Encarar el parto de nuestra segunda hija con un enfoque diferente fue para mí como recibir el regalo de una nueva oportunidad: la de poder aportar algo útil al proceso
de traer a Elisa al mundo. Una utilidad que pudiera ser bien recibida por la madre en un trance tan delicado, sin condescendencia ni agradecimiento impostado; que no le hiciera preguntarse para sus adentros quién nos habría dado a los hombres vela en esta antítesis del entierro.
Confesaré que la primera vez que nos enfrentamos al acontecimiento de traer al mundo a Emma, nuestra hija mayor, me ocupé de lo básico: de atraer el taxi que nos condujo al hospital, estar de cuerpo presente durante las esperas y escenificar más tarde, ya en el paritorio, el papel de convidado torpón, admitido pero bastante prescindible.
Por ello cuando Olga deslizó su deseo de intentar tener a Elisa en nuestra propia casa conecté con su deseo de "hacerlo mejor" (es bastante perfeccionista) y me propuse seguir su estela haciéndolo mejor yo también. Convertí en mi objetivo que el recuerdo que ella guardase de esta feliz ocasión fuera el de haber estado respaldada, sostenida, verdaderamente acompañada.
No me extenderé en detalles que ya han sido narrados. El acompañamiento no podía esperar al momento de la rotura de aguas. Me ayudó implicarme desde el principio, apaciguado en mis ocasionales miedos por la valentía de Olga quien, al fin y al cabo, iba a apostar su propio cuerpo en el empeño de tener un parto lo menos medicalizado posible. Las semanas avanzaron salpicadas de conversaciones tras cada prueba o revisión. Todo apuntaba a que -técnicamente- no sería descabellado intentarlo. Buscamos un curso de preparación al parto que no fuera un simple trámite. Aprendí técnicas de alivio del dolor, de respiración, ayudé a adecuar nuestra casa, a atenuar la luz o ambientar con olores llegado el caso. Muchas de estas habilidades finalmente no las tuve que emplear, pero ya formaban parte de una actitud de disposición.

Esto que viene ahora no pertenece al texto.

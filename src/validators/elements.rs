//! The element event protocol
//!
//! One [`ElementValidator`] is opened per element instance. The caller binds
//! attributes, feeds child names, collects text and closes it:
//!
//! ```text
//! open -> bind_attribute* -> (feed_child | bind_text)* -> close
//! ```
//!
//! Each step reports its own [`ValidationError`]; the element stays usable
//! after an error so every fault of a document can be collected.

use crate::compiled::{
    AttributeUse, CompiledSchema, ComplexTypeEntry, ContentModel, ElemId, ElementEntry, TypeEntry,
    TypeId, ValidatorId, ValueConstraintRef,
};
use crate::components::{DerivationSet, ProcessContents};
use crate::error::{ValidationError, ValidationErrorKind, ValidationResult};
use crate::namespaces::{NamespaceResolver, QName};

use super::models::{ContentValidator, MatchResult};
use super::simple_types::{SimpleTypeValidator, SimpleValue};

/// What [`ElementValidator::close`] found
#[derive(Debug, Clone, Default, PartialEq)]
pub struct ElementOutcome {
    /// Every fault reported at close
    pub errors: Vec<ValidationError>,
    /// Validated text value, for simple and simple-content types
    pub value: Option<SimpleValue>,
    /// Defaults supplied for absent optional attributes, by name
    pub default_attributes: Vec<(QName, String)>,
    /// Element default supplied for empty text
    pub default_text: Option<String>,
}

fn fixed_mismatch(what: &str, fixed: &ValueConstraintRef, actual: &str) -> ValidationError {
    ValidationError::new(
        ValidationErrorKind::FixedMismatch,
        format!("{} is fixed to '{}', found '{}'", what, fixed.lexical, actual),
    )
}

/// Validation state of one element instance
pub struct ElementValidator<'a> {
    schema: &'a CompiledSchema,
    elem: Option<&'a ElementEntry>,
    type_id: TypeId,
    complex: Option<&'a ComplexTypeEntry>,
    content: Option<ContentValidator<'a>>,
    text_validator: Option<ValidatorId>,
    seen: Vec<bool>,
    text: String,
    has_children: bool,
    nil: bool,
}

impl<'a> ElementValidator<'a> {
    /// Open an element governed by type `type_id` alone
    pub fn open(schema: &'a CompiledSchema, type_id: TypeId) -> ValidationResult<Self> {
        let entry = schema.type_entry(type_id).ok_or_else(|| {
            ValidationError::new(
                ValidationErrorKind::UnexpectedElement,
                format!("unknown type {}", type_id.0),
            )
        })?;
        let complex = entry.as_complex();
        if complex.map_or(false, |ct| ct.is_abstract) {
            return Err(ValidationError::new(
                ValidationErrorKind::AbstractType,
                format!("type {} is abstract", entry.display_name()),
            ));
        }
        let text_validator = match entry {
            TypeEntry::Simple(st) => Some(st.validator),
            TypeEntry::Complex(ct) => match ct.content {
                ContentModel::Simple { validator } => Some(validator),
                _ => None,
            },
        };
        Ok(Self {
            schema,
            elem: None,
            type_id,
            complex,
            content: complex.map(|ct| ContentValidator::new(&ct.content, schema)),
            text_validator,
            seen: vec![false; complex.map_or(0, |ct| ct.attributes.len())],
            text: String::new(),
            has_children: false,
            nil: false,
        })
    }

    /// Open an instance of element `elem`, optionally retyped by `xsi:type`
    pub fn open_element(
        schema: &'a CompiledSchema,
        elem: ElemId,
        xsi_type: Option<TypeId>,
    ) -> ValidationResult<Self> {
        let decl = schema.element(elem).ok_or_else(|| {
            ValidationError::new(
                ValidationErrorKind::UnexpectedElement,
                format!("unknown element {}", elem.0),
            )
        })?;
        if decl.is_abstract {
            return Err(ValidationError::new(
                ValidationErrorKind::AbstractType,
                format!("element {} is abstract", decl.name),
            ));
        }
        let type_id = match xsi_type {
            Some(actual) if actual != decl.type_id => {
                let blocked: DerivationSet = decl.block.union(
                    schema
                        .type_entry(decl.type_id)
                        .map_or(DerivationSet::empty(), TypeEntry::block),
                );
                if !schema.is_derived_from(actual, decl.type_id, blocked) {
                    return Err(ValidationError::new(
                        ValidationErrorKind::UnexpectedElement,
                        format!(
                            "xsi:type of {} does not validly derive from its declared type",
                            decl.name
                        ),
                    ));
                }
                actual
            }
            _ => decl.type_id,
        };
        let mut validator = Self::open(schema, type_id)?;
        validator.elem = Some(decl);
        Ok(validator)
    }

    /// Governing type
    pub fn type_id(&self) -> TypeId {
        self.type_id
    }

    /// Apply `xsi:nil`
    pub fn set_nil(&mut self, nil: bool) -> ValidationResult<()> {
        if nil && !self.elem.map_or(false, |e| e.nillable) {
            return Err(ValidationError::new(
                ValidationErrorKind::NilContent,
                "xsi:nil on an element that is not nillable",
            ));
        }
        self.nil = nil;
        Ok(())
    }

    /// Validate one attribute of the instance
    ///
    /// Returns the validated value, or `None` when a skip wildcard let the
    /// attribute through unchecked.
    pub fn bind_attribute(
        &mut self,
        name: &QName,
        lexical: &str,
        resolver: &dyn NamespaceResolver,
    ) -> ValidationResult<Option<SimpleValue>> {
        let Some(complex) = self.complex else {
            return Err(ValidationError::new(
                ValidationErrorKind::UnexpectedAttribute,
                format!("attribute {} on an element of simple type", name),
            ));
        };
        if let Ok(i) = complex.attributes.binary_search_by(|u| u.name.cmp(name)) {
            let attribute_use = &complex.attributes[i];
            self.seen[i] = true;
            if attribute_use.prohibited {
                return Err(ValidationError::new(
                    ValidationErrorKind::AttributeProhibited,
                    format!("attribute {} is prohibited", name),
                ));
            }
            return self.check_use(attribute_use, lexical, resolver).map(Some);
        }

        let wildcard = complex.any_attribute.as_ref().filter(|w| w.allows(name.namespace()));
        let Some(wildcard) = wildcard else {
            return Err(ValidationError::new(
                ValidationErrorKind::UnexpectedAttribute,
                format!("attribute {} is not allowed here", name),
            ));
        };
        if wildcard.process_contents == ProcessContents::Skip {
            return Ok(None);
        }
        match self
            .schema
            .attribute_by_name(name)
            .and_then(|id| self.schema.attribute(id))
        {
            Some(decl) => {
                let value = SimpleTypeValidator::new(&self.schema.tables, decl.validator)
                    .validate(lexical, resolver)?;
                if let Some(fixed) = &decl.fixed {
                    self.check_fixed(&format!("attribute {}", name), fixed, &value, lexical)?;
                }
                Ok(Some(value))
            }
            None if wildcard.process_contents == ProcessContents::Strict => {
                Err(ValidationError::new(
                    ValidationErrorKind::UnexpectedAttribute,
                    format!("no declaration for attribute {} matched by a strict wildcard", name),
                ))
            }
            None => Ok(None),
        }
    }

    fn check_use(
        &self,
        attribute_use: &AttributeUse,
        lexical: &str,
        resolver: &dyn NamespaceResolver,
    ) -> ValidationResult<SimpleValue> {
        let value = SimpleTypeValidator::new(&self.schema.tables, attribute_use.validator)
            .validate(lexical, resolver)?;
        if let Some(fixed) = &attribute_use.fixed {
            self.check_fixed(
                &format!("attribute {}", attribute_use.name),
                fixed,
                &value,
                lexical,
            )?;
        }
        Ok(value)
    }

    fn check_fixed(
        &self,
        what: &str,
        fixed: &ValueConstraintRef,
        value: &SimpleValue,
        lexical: &str,
    ) -> ValidationResult<()> {
        if self.schema.tables.values.matches(fixed.value, &value.key) {
            Ok(())
        } else {
            Err(fixed_mismatch(what, fixed, lexical))
        }
    }

    /// Consume one child element
    pub fn feed_child(&mut self, name: &QName) -> ValidationResult<MatchResult> {
        self.has_children = true;
        if self.nil {
            return Err(ValidationError::new(
                ValidationErrorKind::NilContent,
                format!("child {} of a nilled element", name),
            ));
        }
        match &mut self.content {
            Some(content) => content.feed(name),
            None => Err(ValidationError::new(
                ValidationErrorKind::UnexpectedElement,
                format!("element {} inside an element of simple type", name),
            )),
        }
    }

    /// Collect character data
    pub fn bind_text(&mut self, text: &str) -> ValidationResult<()> {
        let significant = !text.trim().is_empty();
        let allowed = self.text_validator.is_some()
            || self.content.as_ref().map_or(false, |c| c.allows_text());
        self.text.push_str(text);
        if significant && self.nil {
            return Err(ValidationError::new(
                ValidationErrorKind::NilContent,
                "character data in a nilled element",
            ));
        }
        if significant && !allowed {
            return Err(ValidationError::new(
                ValidationErrorKind::TextNotAllowed,
                format!("character data '{}' not allowed here", text.trim()),
            ));
        }
        Ok(())
    }

    /// Finish the element
    pub fn close(mut self, resolver: &dyn NamespaceResolver) -> ElementOutcome {
        let mut outcome = ElementOutcome::default();

        if let Some(complex) = self.complex {
            for (attribute_use, seen) in complex.attributes.iter().zip(&self.seen) {
                if *seen || attribute_use.prohibited {
                    continue;
                }
                if attribute_use.required {
                    outcome.errors.push(ValidationError::new(
                        ValidationErrorKind::AttributeRequired,
                        format!("attribute {} is required", attribute_use.name),
                    ));
                } else if let Some(default) = &attribute_use.default {
                    outcome
                        .default_attributes
                        .push((attribute_use.name.clone(), default.lexical.clone()));
                }
            }
        }

        if let Some(content) = &mut self.content {
            if !self.nil {
                outcome.errors.extend(content.close());
            }
        }
        if self.nil {
            return outcome;
        }

        let default = self.elem.and_then(|e| e.default.as_ref());
        let fixed = self.elem.and_then(|e| e.fixed.as_ref());
        let empty = self.text.is_empty() && !self.has_children;
        let text = match default.or(fixed) {
            Some(constraint) if empty => {
                outcome.default_text = Some(constraint.lexical.clone());
                constraint.lexical.clone()
            }
            _ => std::mem::take(&mut self.text),
        };

        match self.text_validator {
            Some(validator) => {
                match SimpleTypeValidator::new(&self.schema.tables, validator)
                    .validate(&text, resolver)
                {
                    Ok(value) => {
                        if let Some(fixed) = fixed {
                            if let Err(e) = self.check_fixed("element", fixed, &value, &text) {
                                outcome.errors.push(e);
                            }
                        }
                        outcome.value = Some(value);
                    }
                    Err(e) => outcome.errors.push(e),
                }
            }
            None => {
                // mixed content compares the fixed value lexically
                if let Some(fixed) = fixed {
                    if !self.has_children && text != fixed.lexical {
                        outcome.errors.push(fixed_mismatch("element", fixed, &text));
                    }
                }
            }
        }
        outcome
    }
}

Llegado el día, el amanecer que bautizaría a Elisa, llamé y recibí a las tres sabias mujeres que habrían de acompañar a Olga durante el parto. Preparé cafés. Me encargué de nuestra hija. Le di su desayuno mientras la ponía al corriente de lo que sucedía dos habitaciones más allá. Tomé alguna foto. Y, llegado el momento, en la cálida oscuridad de un rincón vi emerger a nuestra hija, rápidamente arropada en los brazos de su madre. Preparé la cama que las acogería. Anuncié a Emma que ya era hermana mayor. Y pude cortar finalmente el cordón umbilical como concejal que inaugura una vida, trayendo de nuevo al torpón estudiante de medicina, más feliz que si recién se hubiera graduado después de 6 años de esfuerzos.
Aprendí que cuando una tarea se ha pensado entre dos no hace falta estar siempre presente para cumplir tu función.